I like to be challenged. The seeding doesn't matter to me.
— An on winning the World Junior Championships unranked

An had a breakthrough in his junior career, winning the 2014 World Junior Championships in Fort Lauderdale. He won against Japan's Yuji Yamamoto in the final, scoring two waza-aris for ippon.

===2014 Grand Prix Jeju===
An won his first IJF circuit title at the 2014 Grand Prix in Jeju, beating established opponents such as 2008 European Champion Dirk Van Tichelt in the semi-finals, and future European Champion Sagi Muki in the finals, both by ippon.

===2014 Grand Slam Tokyo===
An competed in his first Grand Slam in 2014, at the heart of judo in Tokyo. He lost to double world champion Shohei Ono in the quarter-finals, and Ono would prove to be a stumbling block later on in his career. He won his first Grand Slam medal against Rustam Orujov in the bronze medal contest, winning narrowly by yuko.

===2015 Grand Prix Dusseldorf===
An again had a fairly successful outing at the Grand Prix in Düsseldorf, where he was guaranteed a medal by beating Muki by ippon in the quarter-finals. However, he was again faced against his budding rival Ono, and lost in the semi-finals. He won a bronze medal by defeating Victor Scvortov.

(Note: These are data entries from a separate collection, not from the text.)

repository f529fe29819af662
mod common;
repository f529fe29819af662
pub mod config;
pub mod error;
pub mod telemetry;
pub mod workflows;
use std::sync::atomic::{AtomicU64, Ordering};
use std::sync::Arc;

use chrono::{DateTime, Utc};
use serde::Serialize;
use tracing::{info, warn};

use super::domain::{
    Assignment, FirmId, KeeperGrade, PartnerFirm, SubmissionId, SubmissionMetadata,
    SubmissionStatus,
};
use super::matching::{compute_referral_fee, qualifies_for_assignment, select_partner};
use super::notifications::{client_confirmation, partner_referral, Notifier};
use super::repository::{PartnerDirectory, RepositoryError, SubmissionRecord, SubmissionRepository};
use super::scoring::calculate_score;
use super::validation::{IntakeForm, IntakeGuard, ValidationErrors};
use crate::config::IntakeConfig;

/// Service composing the intake guard, scorer, matcher, stores, and notifier.
pub struct IntakeService<R, P, N> {
    guard: IntakeGuard,
    submissions: Arc<R>,
    partners: Arc<P>,
    notifier: Arc<N>,
    settings: IntakeConfig,
}

static SUBMISSION_SEQUENCE: AtomicU64 = AtomicU64::new(1);

fn next_submission_id(now: DateTime<Utc>) -> SubmissionId {
    let sequence = SUBMISSION_SEQUENCE.fetch_add(1, Ordering::Relaxed);
    let millis = u64::try_from(now.timestamp_millis()).unwrap_or_default();
    SubmissionId(format!("SUB-{}-{sequence:06}", to_base36(millis)).to_uppercase())
}

fn to_base36(mut value: u64) -> String {
    const DIGITS: &[u8; 36] = b"0123456789abcdefghijklmnopqrstuvwxyz";
    if value == 0 {
        return "0".to_string();
    }

    let mut digits = Vec::new();
    while value > 0 {
        digits.push(DIGITS[(value % 36) as usize]);
        value /= 36;
    }
    digits.reverse();
    String::from_utf8(digits).unwrap_or_default()
}

/// What the caller learns about a processed submission.
#[derive(Debug, Clone, PartialEq, Serialize)]
#[serde(rename_all = "camelCase")]
pub struct IntakeReceipt {
    pub submission_id: SubmissionId,
    pub ai_score: u8,
    pub keeper_grade: KeeperGrade,
    #[serde(skip_serializing_if = "Option::is_none")]
    pub assigned_firm_id: Option<FirmId>,
    #[serde(skip_serializing_if = "Option::is_none")]
    pub referral_fee_amount: Option<f64>,
}

impl<R, P, N> IntakeService<R, P, N>
where
    R: SubmissionRepository + 'static,
    P: PartnerDirectory + 'static,
    N: Notifier + 'static,
{
    pub fn new(submissions: Arc<R>, partners: Arc<P>, notifier: Arc<N>) -> Self {
        Self::with_settings(submissions, partners, notifier, IntakeConfig::default())
    }

    pub fn with_settings(
        submissions: Arc<R>,
        partners: Arc<P>,
        notifier: Arc<N>,
        settings: IntakeConfig,
    ) -> Self {
        Self {
            guard: IntakeGuard,
            submissions,
            partners,
            notifier,
            settings,
        }
    }

    /// Validate, score, and (for A/B cases) assign a submission.
    pub fn submit(
        &self,
        form: IntakeForm,
        metadata: SubmissionMetadata,
    ) -> Result<IntakeReceipt, IntakeServiceError> {
        self.submit_at(form, metadata, Utc::now())
    }

    /// Same as [`submit`](Self::submit) with an explicit evaluation instant.
    pub fn submit_at(
        &self,
        form: IntakeForm,
        metadata: SubmissionMetadata,
        now: DateTime<Utc>,
    ) -> Result<IntakeReceipt, IntakeServiceError> {
        let mut submission = self.guard.case_from_form(form, metadata, now)?;
        submission.submission_id = next_submission_id(now);

        let mut record = self
            .submissions
            .insert(SubmissionRecord::pending(submission))?;
        let submission_id = record.submission_id().clone();

        let scoring = calculate_score(&record.submission.case, now);
        self.submissions
            .record_score(&submission_id, scoring.clone(), now)?;
        info!(
            submission_id = %submission_id,
            ai_score = scoring.ai_score,
            keeper_grade = %scoring.keeper_grade,
            "case scored"
        );

        record.scoring = Some(scoring.clone());
        record.scored_at = Some(now);
        record.status = SubmissionStatus::Scored;

        let assigned_firm = if qualifies_for_assignment(scoring.keeper_grade) {
            self.assign_partner(&mut record, now)
        } else {
            None
        };

        self.notify(&record, assigned_firm.as_ref());

        Ok(IntakeReceipt {
            submission_id,
            ai_score: scoring.ai_score,
            keeper_grade: scoring.keeper_grade,
            assigned_firm_id: assigned_firm.map(|firm| firm.id),
            referral_fee_amount: record
                .assignment
                .as_ref()
                .map(|assignment| assignment.referral_fee_amount),
        })
    }

    /// Fetch a submission and its current status.
    pub fn get(&self, submission_id: &SubmissionId) -> Result<SubmissionRecord, IntakeServiceError> {
        let record = self
            .submissions
            .fetch(submission_id)?
            .ok_or(RepositoryError::NotFound)?;
        Ok(record)
    }

    // Failures past this point leave the case scored but unassigned.
    fn assign_partner(&self, record: &mut SubmissionRecord, now: DateTime<Utc>) -> Option<PartnerFirm> {
        let submission_id = record.submission_id().clone();
        let incident_type = record.submission.case.incident_type.clone();
        let scoring = record.scoring.clone()?;

        let mut candidates = match self
            .partners
            .available_partners(&incident_type, scoring.keeper_grade)
        {
            Ok(candidates) => candidates,
            Err(error) => {
                warn!(submission_id = %submission_id, %error, "partner lookup failed; leaving case unassigned");
                return None;
            }
        };

        let firm = loop {
            let selected = select_partner(&candidates, &incident_type, scoring.keeper_grade)?.clone();
            match self.partners.reserve_capacity(&selected.id) {
                Ok(true) => break selected,
                Ok(false) => {
                    info!(submission_id = %submission_id, firm_id = %selected.id, "partner capacity taken; trying next candidate");
                    candidates.retain(|candidate| candidate.id != selected.id);
                }
                Err(error) => {
                    warn!(submission_id = %submission_id, %error, "capacity reservation failed; leaving case unassigned");
                    return None;
                }
            }
        };

        let assignment = Assignment {
            submission_id: submission_id.clone(),
            firm_id: firm.id.clone(),
            referral_fee_amount: compute_referral_fee(&firm, scoring.ai_score),
            assigned_at: now,
        };

        if let Err(error) = self.submissions.record_assignment(assignment.clone()) {
            warn!(submission_id = %submission_id, firm_id = %firm.id, %error, "failed to persist assignment");
            if let Err(error) = self.partners.release_capacity(&firm.id) {
                warn!(firm_id = %firm.id, %error, "reserved capacity not released");
            }
            return None;
        }

        info!(
            submission_id = %submission_id,
            firm_id = %firm.id,
            referral_fee = assignment.referral_fee_amount,
            "case assigned to partner"
        );
        record.assignment = Some(assignment);
        record.status = SubmissionStatus::Assigned;
        Some(firm)
    }

    fn notify(&self, record: &SubmissionRecord, firm: Option<&PartnerFirm>) {
        let submission_id = record.submission_id();

        if let Err(error) = self
            .notifier
            .deliver(client_confirmation(record, &self.settings))
        {
            warn!(submission_id = %submission_id, %error, "client confirmation not sent");
        }

        if let Some(firm) = firm {
            if let Err(error) = self
                .notifier
                .deliver(partner_referral(record, firm, &self.settings))
            {
                warn!(submission_id = %submission_id, firm_id = %firm.id, %error, "partner notification not sent");
            }
        }
    }
}

/// Error raised by the intake service.
#[derive(Debug, thiserror::Error)]
pub enum IntakeServiceError {
    #[error(transparent)]
    Validation(#[from] ValidationErrors),
    #[error(transparent)]
    Repository(#[from] RepositoryError),
}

===2015 European Open Warsaw===
An continued his medal-winning streak at the European Open in Warsaw, reaching the final after winning all his fights en-route by ippon. He faced his first opponent from Asia in the tournament with Mongolia's Odbayar Ganbataar, where Ganbataar threw him for ippon, therefore beating An to settle for silver.

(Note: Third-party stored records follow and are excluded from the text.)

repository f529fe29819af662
use std::collections::BTreeSet;
use std::sync::{Arc, Mutex};

use axum::response::Response;
use chrono::{DateTime, Duration, NaiveDate, TimeZone, Utc};
use serde_json::Value;

use crate::workflows::intake::domain::{
    Assignment, CaseAttributes, FirmId, IncidentType, InjurySeverity, KeeperGrade, PartnerFirm,
    ScoringResult, SubmissionId, SubmissionMetadata,
};
use crate::workflows::intake::memory::{InMemoryPartnerDirectory, InMemorySubmissionRepository};
use crate::workflows::intake::notifications::{NotificationError, NotificationMessage, Notifier};
use crate::workflows::intake::repository::{
    DirectoryError, PartnerDirectory, RepositoryError, SubmissionRecord, SubmissionRepository,
};
use crate::workflows::intake::validation::IntakeForm;
use crate::workflows::intake::{intake_router, IntakeService};

pub(super) fn now() -> DateTime<Utc> {
    Utc.with_ymd_and_hms(2025, 10, 1, 12, 0, 0)
        .single()
        .expect("valid timestamp")
}

pub(super) fn days_ago(days: i64) -> NaiveDate {
    now().date_naive() - Duration::days(days)
}

pub(super) const DETAILED_DESCRIPTION: &str = "I was rear-ended by a commercial truck on I-35 while stopped at a light. \
An ambulance took me to the hospital where I was treated for a neck injury. The police filed a report \
and a witness gave a statement. I am still in pain and going to medical appointments every week.";

pub(super) fn attributes() -> CaseAttributes {
    CaseAttributes {
        incident_type: IncidentType::Auto,
        injury_severity: InjurySeverity::Moderate,
        description: "Rear-ended at a stop light, sore neck afterwards.".to_string(),
        medical_treatment: true,
        hospitalized: false,
        has_insurance: true,
        incident_date: days_ago(45),
    }
}

pub(super) fn strong_form() -> IntakeForm {
    IntakeForm {
        full_name: "Maria Lopez".to_string(),
        email: "maria.lopez@example.com".to_string(),
        phone: "(512) 555-0134".to_string(),
        incident_type: "trucking".to_string(),
        incident_date: days_ago(10).format("%Y-%m-%d").to_string(),
        incident_location: "Austin, TX".to_string(),
        description: DETAILED_DESCRIPTION.to_string(),
        injury_severity: "severe".to_string(),
        medical_treatment: true,
        hospitalized: true,
        has_insurance: true,
        insurance_provider: Some("State Farm".to_string()),
        has_attorney: false,
        consent_to_contact: true,
        consent_to_referral: true,
        acknowledge_disclaimer: true,
    }
}

pub(super) fn weak_form() -> IntakeForm {
    IntakeForm {
        incident_type: "other".to_string(),
        injury_severity: "minor".to_string(),
        description: "Slipped on a wet floor at a store.".to_string(),
        incident_date: days_ago(700).format("%Y-%m-%d").to_string(),
        medical_treatment: false,
        hospitalized: false,
        has_insurance: false,
        insurance_provider: None,
        ..strong_form()
    }
}

pub(super) fn metadata() -> SubmissionMetadata {
    SubmissionMetadata {
        source: "web_form".to_string(),
        user_agent: "integration-test".to_string(),
        ip_address: "203.0.113.7".to_string(),
    }
}

pub(super) fn firm(
    id: &str,
    specialties: &[IncidentType],
    min_keeper_grade: KeeperGrade,
    capacity: u32,
    acceptance_rate: f64,
) -> PartnerFirm {
    PartnerFirm {
        id: FirmId(id.to_string()),
        name: format!("Firm {id}"),
        contact_name: None,
        contact_email: format!("intake@{}.law", id.to_lowercase()),
        contact_phone: None,
        specialties: specialties.iter().cloned().collect::<BTreeSet<_>>(),
        min_keeper_grade,
        capacity,
        acceptance_rate,
        referral_fee_percentage: 20.0,
        active: true,
    }
}

pub(super) fn partner_network() -> Vec<PartnerFirm> {
    vec![
        firm(
            "trucking-b",
            &[IncidentType::Trucking, IncidentType::Auto],
            KeeperGrade::B,
            5,
            0.80,
        ),
        firm(
            "trucking-a",
            &[IncidentType::Trucking],
            KeeperGrade::A,
            3,
            0.92,
        ),
    ]
}

pub(super) type TestService =
    IntakeService<InMemorySubmissionRepository, InMemoryPartnerDirectory, RecordingNotifier>;

pub(super) fn build_service() -> (
    TestService,
    Arc<InMemorySubmissionRepository>,
    Arc<InMemoryPartnerDirectory>,
    Arc<RecordingNotifier>,
) {
    let repository = Arc::new(InMemorySubmissionRepository::default());
    let directory = Arc::new(InMemoryPartnerDirectory::new(partner_network()));
    let notifier = Arc::new(RecordingNotifier::default());
    let service = IntakeService::new(repository.clone(), directory.clone(), notifier.clone());
    (service, repository, directory, notifier)
}

#[derive(Default, Clone)]
pub(super) struct RecordingNotifier {
    messages: Arc<Mutex<Vec<NotificationMessage>>>,
}

impl RecordingNotifier {
    pub(super) fn messages(&self) -> Vec<NotificationMessage> {
        self.messages.lock().expect("notifier mutex poisoned").clone()
    }
}

impl Notifier for RecordingNotifier {
    fn deliver(&self, message: NotificationMessage) -> Result<(), NotificationError> {
        self.messages
            .lock()
            .expect("notifier mutex poisoned")
            .push(message);
        Ok(())
    }
}

pub(super) struct FailingNotifier;

impl Notifier for FailingNotifier {
    fn deliver(&self, _message: NotificationMessage) -> Result<(), NotificationError> {
        Err(NotificationError::Transport("smtp relay offline".to_string()))
    }
}

pub(super) struct UnavailableDirectory;

impl PartnerDirectory for UnavailableDirectory {
    fn available_partners(
        &self,
        _incident_type: &IncidentType,
        _grade: KeeperGrade,
    ) -> Result<Vec<PartnerFirm>, DirectoryError> {
        Err(DirectoryError::Unavailable("database offline".to_string()))
    }

    fn reserve_capacity(&self, _id: &FirmId) -> Result<bool, DirectoryError> {
        Err(DirectoryError::Unavailable("database offline".to_string()))
    }

    fn release_capacity(&self, _id: &FirmId) -> Result<(), DirectoryError> {
        Err(DirectoryError::Unavailable("database offline".to_string()))
    }
}

/// Serves a stale snapshot: the listed firms look open but one has already been filled.
pub(super) struct StaleDirectory {
    pub(super) snapshot: Vec<PartnerFirm>,
    pub(super) exhausted: FirmId,
}

impl PartnerDirectory for StaleDirectory {
    fn available_partners(
        &self,
        _incident_type: &IncidentType,
        _grade: KeeperGrade,
    ) -> Result<Vec<PartnerFirm>, DirectoryError> {
        Ok(self.snapshot.clone())
    }

    fn reserve_capacity(&self, id: &FirmId) -> Result<bool, DirectoryError> {
        Ok(id != &self.exhausted)
    }

    fn release_capacity(&self, _id: &FirmId) -> Result<(), DirectoryError> {
        Ok(())
    }
}

pub(super) struct UnavailableRepository;

impl SubmissionRepository for UnavailableRepository {
    fn insert(&self, _record: SubmissionRecord) -> Result<SubmissionRecord, RepositoryError> {
        Err(RepositoryError::Unavailable("database offline".to_string()))
    }

    fn record_score(
        &self,
        _id: &SubmissionId,
        _scoring: ScoringResult,
        _scored_at: DateTime<Utc>,
    ) -> Result<(), RepositoryError> {
        Err(RepositoryError::Unavailable("database offline".to_string()))
    }

    fn record_assignment(&self, _assignment: Assignment) -> Result<(), RepositoryError> {
        Err(RepositoryError::Unavailable("database offline".to_string()))
    }

    fn fetch(&self, _id: &SubmissionId) -> Result<Option<SubmissionRecord>, RepositoryError> {
        Err(RepositoryError::Unavailable("database offline".to_string()))
    }
}

/// In-memory store whose assignment writes always fail.
#[derive(Default)]
pub(super) struct AssignmentRejectingRepository {
    pub(super) inner: InMemorySubmissionRepository,
}

impl SubmissionRepository for AssignmentRejectingRepository {
    fn insert(&self, record: SubmissionRecord) -> Result<SubmissionRecord, RepositoryError> {
        self.inner.insert(record)
    }

    fn record_score(
        &self,
        id: &SubmissionId,
        scoring: ScoringResult,
        scored_at: DateTime<Utc>,
    ) -> Result<(), RepositoryError> {
        self.inner.record_score(id, scoring, scored_at)
    }

    fn record_assignment(&self, _assignment: Assignment) -> Result<(), RepositoryError> {
        Err(RepositoryError::Unavailable("write timeout".to_string()))
    }

    fn fetch(&self, id: &SubmissionId) -> Result<Option<SubmissionRecord>, RepositoryError> {
        self.inner.fetch(id)
    }
}

pub(super) async fn read_json_body(response: Response) -> Value {
    let body = axum::body::to_bytes(response.into_body(), 64 * 1024)
        .await
        .expect("read body");
    serde_json::from_slice(&body).expect("json payload")
}

pub(super) fn intake_router_with_service(service: TestService) -> axum::Router {
    intake_router(Arc::new(service))
}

===2015 Asian Judo Championships===
An won his first continental title at the Asian Judo Championships in Kuwait City. He defeated Sharofiddin Boltaboev in just 49 seconds by ippon.

===2015 Universiade===
An defeated all his opponents by ippon at home ground in Gwangju. He defeated Yamamoto again in the semi-final, and took gold against Ukraine's Dmytro Kanivets.

===2015 World Judo Championships===

"They are both very strong and experienced fighters. I can't expect to beat them now. My focus is on the worlds and Olympics." – An in 2014 on succeeding Wang as Korea's top lightweight as the latter ascended to half-lightweight

An competed in his second world championships in Astana, Kazakhstan, and reached the semi-final. He was once again pitted against the eventual tournament winner Ono, and lost for the third time. Ono scored first with an uchi mata counter for waza-ari, and An leveled the scores by scoring waza-ari with a minute and a half to go. Ono sealed his win with an ushiro goshi, ending An's hopes of becoming Korea's third lightweight world champion, after Lee Won-hee and Wang.

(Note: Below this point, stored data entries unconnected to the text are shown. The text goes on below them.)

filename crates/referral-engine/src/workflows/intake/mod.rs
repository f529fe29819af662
//! Personal-injury case intake: validation, scoring, partner matching, and notification.
//!
//! `scoring` and `matching` are pure and hold no state. Everything that touches storage or
//! outbound messages sits behind the `SubmissionRepository`, `PartnerDirectory`, and `Notifier`
//! traits so the orchestration in `service` can be exercised in isolation.

pub mod domain;
pub mod matching;
pub mod memory;
pub mod notifications;
pub mod repository;
pub mod router;
pub mod scoring;
pub mod service;
pub mod validation;

#[cfg(test)]
mod tests;

pub use domain::{
    Assignment, CaseAttributes, CaseSubmission, ContactDetails, FirmId, IncidentType,
    InjurySeverity, KeeperGrade, PartnerFirm, ScoreBreakdown, ScoringResult, SubmissionId,
    SubmissionMetadata, SubmissionStatus,
};
pub use matching::{compute_referral_fee, is_eligible, qualifies_for_assignment, select_partner};
pub use memory::{InMemoryPartnerDirectory, InMemorySubmissionRepository};
pub use notifications::{NotificationError, NotificationMessage, NotificationTemplate, Notifier};
pub use repository::{
    DirectoryError, PartnerDirectory, RepositoryError, SubmissionRecord, SubmissionRepository,
    SubmissionStatusView,
};
pub use router::intake_router;
pub use scoring::calculate_score;
pub use service::{IntakeReceipt, IntakeService, IntakeServiceError};
pub use validation::{FieldError, IntakeForm, IntakeGuard, ValidationErrors};
pub mod intake;
pub mod roster;
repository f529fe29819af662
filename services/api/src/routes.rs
use crate::infra::{deserialize_date, deserialize_optional_date, evaluation_instant, AppState};
use axum::http::{header, StatusCode};
use axum::response::IntoResponse;
use axum::Extension;
use axum::Json;
use chrono::NaiveDate;
use referral_engine::workflows::intake::{
    calculate_score, intake_router, qualifies_for_assignment, CaseAttributes, IncidentType,
    InjurySeverity, IntakeService, Notifier, PartnerDirectory, ScoringResult,
    SubmissionRepository,
};
use serde::{Deserialize, Serialize};
use serde_json::json;
use std::sync::Arc;

/// Bare case attributes for a score preview. Nothing is stored.
#[derive(Debug, Deserialize)]
#[serde(rename_all = "camelCase")]
pub(crate) struct ScoreRequest {
    pub(crate) incident_type: String,
    pub(crate) injury_severity: String,
    #[serde(default)]
    pub(crate) description: String,
    #[serde(default)]
    pub(crate) medical_treatment: bool,
    #[serde(default)]
    pub(crate) hospitalized: bool,
    #[serde(default)]
    pub(crate) has_insurance: bool,
    #[serde(deserialize_with = "deserialize_date")]
    pub(crate) incident_date: NaiveDate,
    #[serde(default, deserialize_with = "deserialize_optional_date")]
    pub(crate) today: Option<NaiveDate>,
}

#[derive(Debug, Serialize)]
#[serde(rename_all = "camelCase")]
pub(crate) struct ScoreResponse {
    pub(crate) scored_on: NaiveDate,
    pub(crate) qualifies_for_assignment: bool,
    #[serde(flatten)]
    pub(crate) result: ScoringResult,
}

pub(crate) fn with_intake_routes<R, P, N>(service: Arc<IntakeService<R, P, N>>) -> axum::Router
where
    R: SubmissionRepository + 'static,
    P: PartnerDirectory + 'static,
    N: Notifier + 'static,
{
    intake_router(service)
        .route("/health", axum::routing::get(healthcheck))
        .route("/ready", axum::routing::get(readiness_endpoint))
        .route("/metrics", axum::routing::get(metrics_endpoint))
        .route("/api/v1/score", axum::routing::post(score_endpoint))
}

pub(crate) async fn healthcheck() -> Json<serde_json::Value> {
    Json(json!({ "status": "ok" }))
}

pub(crate) async fn readiness_endpoint(Extension(state): Extension<AppState>) -> impl IntoResponse {
    let ready = state.readiness.load(std::sync::atomic::Ordering::Relaxed);
    let status = if ready {
        StatusCode::OK
    } else {
        StatusCode::SERVICE_UNAVAILABLE
    };

    let payload = if ready {
        json!({ "status": "ready" })
    } else {
        json!({ "status": "initializing" })
    };

    (status, Json(payload))
}

pub(crate) async fn metrics_endpoint(Extension(state): Extension<AppState>) -> impl IntoResponse {
    (
        StatusCode::OK,
        [(header::CONTENT_TYPE, "text/plain; version=0.0.4")],
        state.metrics.render(),
    )
}

pub(crate) async fn score_endpoint(Json(payload): Json<ScoreRequest>) -> Json<ScoreResponse> {
    let ScoreRequest {
        incident_type,
        injury_severity,
        description,
        medical_treatment,
        hospitalized,
        has_insurance,
        incident_date,
        today,
    } = payload;

    let now = evaluation_instant(today);
    let attributes = CaseAttributes {
        incident_type: IncidentType::parse(&incident_type),
        injury_severity: InjurySeverity::parse(&injury_severity),
        description,
        medical_treatment,
        hospitalized,
        has_insurance,
        incident_date,
    };
    let result = calculate_score(&attributes, now);

    Json(ScoreResponse {
        scored_on: now.date_naive(),
        qualifies_for_assignment: qualifies_for_assignment(result.keeper_grade),
        result,
    })
}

He then went on to win by shido against Ganbataar in the bronze-medal contest, becoming one of South Korea's five individual medalists at the championships.

In the team competition, Korea faced Mongolia in the semi-finals. An faced Ganbataar and beat him for a second time in Astana with a seoi nage to win by ippon in just ten seconds. Korea won 4–1, and was set against Japan in the finals.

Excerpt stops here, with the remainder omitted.